● **Collected data entries**

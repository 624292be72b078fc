use aide::OperationInput;
use axum::{
	extract::{FromRef, FromRequestParts},
	http::{header, request},
};

use crate::{
	openapi::SECURITY_SCHEME_BEARER,
	route::{
		auth,
		user::{manager, model::User},
	},
	token::{self, Keys},
	Database,
};

pub const AUTHORIZATION_PREFIX: &str = "Bearer ";

type RouteError = crate::error::RouteError<auth::Error>;

/// The authenticated user, resolved from an access token in the
/// `Authorization: Bearer <token>` header.
///
/// A missing header is rejected with [`auth::Error::NotAuthenticated`],
/// anything else that does not resolve to an active user with
/// [`auth::Error::InvalidToken`] or [`auth::Error::Inactive`].
///
/// ```rust,ignore
/// async fn route(Auth(user): Auth) {
///   println!("{}", user.username);
/// }
/// ```
#[derive(Debug)]
pub struct Auth(pub User);

/// Like [`Auth`], but anonymous requests are let through as `None`.
///
/// A header that is present but invalid is still rejected.
#[derive(Debug)]
pub struct MaybeAuth(pub Option<User>);

impl MaybeAuth {
	pub fn user(&self) -> Option<&User> {
		self.0.as_ref()
	}
}

async fn authenticate<S>(parts: &request::Parts, state: &S) -> Result<Option<User>, RouteError>
where
	Database: FromRef<S>,
	Keys: FromRef<S>,
{
	let Some(value) = parts.headers.get(header::AUTHORIZATION) else {
		return Ok(None);
	};

	let token = value
		.to_str()
		.ok()
		.and_then(|value| value.strip_prefix(AUTHORIZATION_PREFIX))
		.ok_or(auth::Error::InvalidToken)?;

	let claims = Keys::from_ref(state)
		.verify(token, token::Kind::Access)
		.map_err(auth::Error::from)?;

	let database = Database::from_ref(state);
	let user = manager::get_by_uuid(&database, claims.sub)
		.await?
		.ok_or(auth::Error::InvalidToken)?;

	if !user.is_active {
		return Err(auth::Error::Inactive.into());
	}

	Ok(Some(user))
}

#[axum::async_trait]
impl<S> FromRequestParts<S> for Auth
where
	Database: FromRef<S>,
	Keys: FromRef<S>,
	S: Sync + Send,
{
	type Rejection = RouteError;

	async fn from_request_parts(
		parts: &mut request::Parts,
		state: &S,
	) -> Result<Self, Self::Rejection> {
		authenticate(parts, state)
			.await?
			.map(Self)
			.ok_or_else(|| auth::Error::NotAuthenticated.into())
	}
}

#[axum::async_trait]
impl<S> FromRequestParts<S> for MaybeAuth
where
	Database: FromRef<S>,
	Keys: FromRef<S>,
	S: Sync + Send,
{
	type Rejection = RouteError;

	async fn from_request_parts(
		parts: &mut request::Parts,
		state: &S,
	) -> Result<Self, Self::Rejection> {
		authenticate(parts, state).await.map(Self)
	}
}

impl OperationInput for Auth {
	/// Adds the bearer token requirement to the `OpenAPI` operation.
	fn operation_input(_ctx: &mut aide::gen::GenContext, operation: &mut aide::openapi::Operation) {
		operation.security.push(
			[(SECURITY_SCHEME_BEARER.to_string(), Vec::new())]
				.into_iter()
				.collect(),
		);
	}
}

impl OperationInput for MaybeAuth {
	/// Documents the bearer token as optional.
	fn operation_input(ctx: &mut aide::gen::GenContext, operation: &mut aide::openapi::Operation) {
		Auth::operation_input(ctx, operation);
		operation.security.push(Default::default());
	}
}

● **Task item**
Produce only the lines from the line containing "let token = value" through the line containing "impl OperationInput for Auth", inclusive of both, exactly as they stand in the entries above.

● **Reply**
	let token = value
		.to_str()
		.ok()
		.and_then(|value| value.strip_prefix(AUTHORIZATION_PREFIX))
		.ok_or(auth::Error::InvalidToken)?;

	let claims = Keys::from_ref(state)
		.verify(token, token::Kind::Access)
		.map_err(auth::Error::from)?;

	let database = Database::from_ref(state);
	let user = manager::get_by_uuid(&database, claims.sub)
		.await?
		.ok_or(auth::Error::InvalidToken)?;

	if !user.is_active {
		return Err(auth::Error::Inactive.into());
	}

	Ok(Some(user))
}

#[axum::async_trait]
impl<S> FromRequestParts<S> for Auth
where
	Database: FromRef<S>,
	Keys: FromRef<S>,
	S: Sync + Send,
{
	type Rejection = RouteError;

	async fn from_request_parts(
		parts: &mut request::Parts,
		state: &S,
	) -> Result<Self, Self::Rejection> {
		authenticate(parts, state)
			.await?
			.map(Self)
			.ok_or_else(|| auth::Error::NotAuthenticated.into())
	}
}

#[axum::async_trait]
impl<S> FromRequestParts<S> for MaybeAuth
where
	Database: FromRef<S>,
	Keys: FromRef<S>,
	S: Sync + Send,
{
	type Rejection = RouteError;

	async fn from_request_parts(
		parts: &mut request::Parts,
		state: &S,
	) -> Result<Self, Self::Rejection> {
		authenticate(parts, state).await.map(Self)
	}
}

impl OperationInput for Auth {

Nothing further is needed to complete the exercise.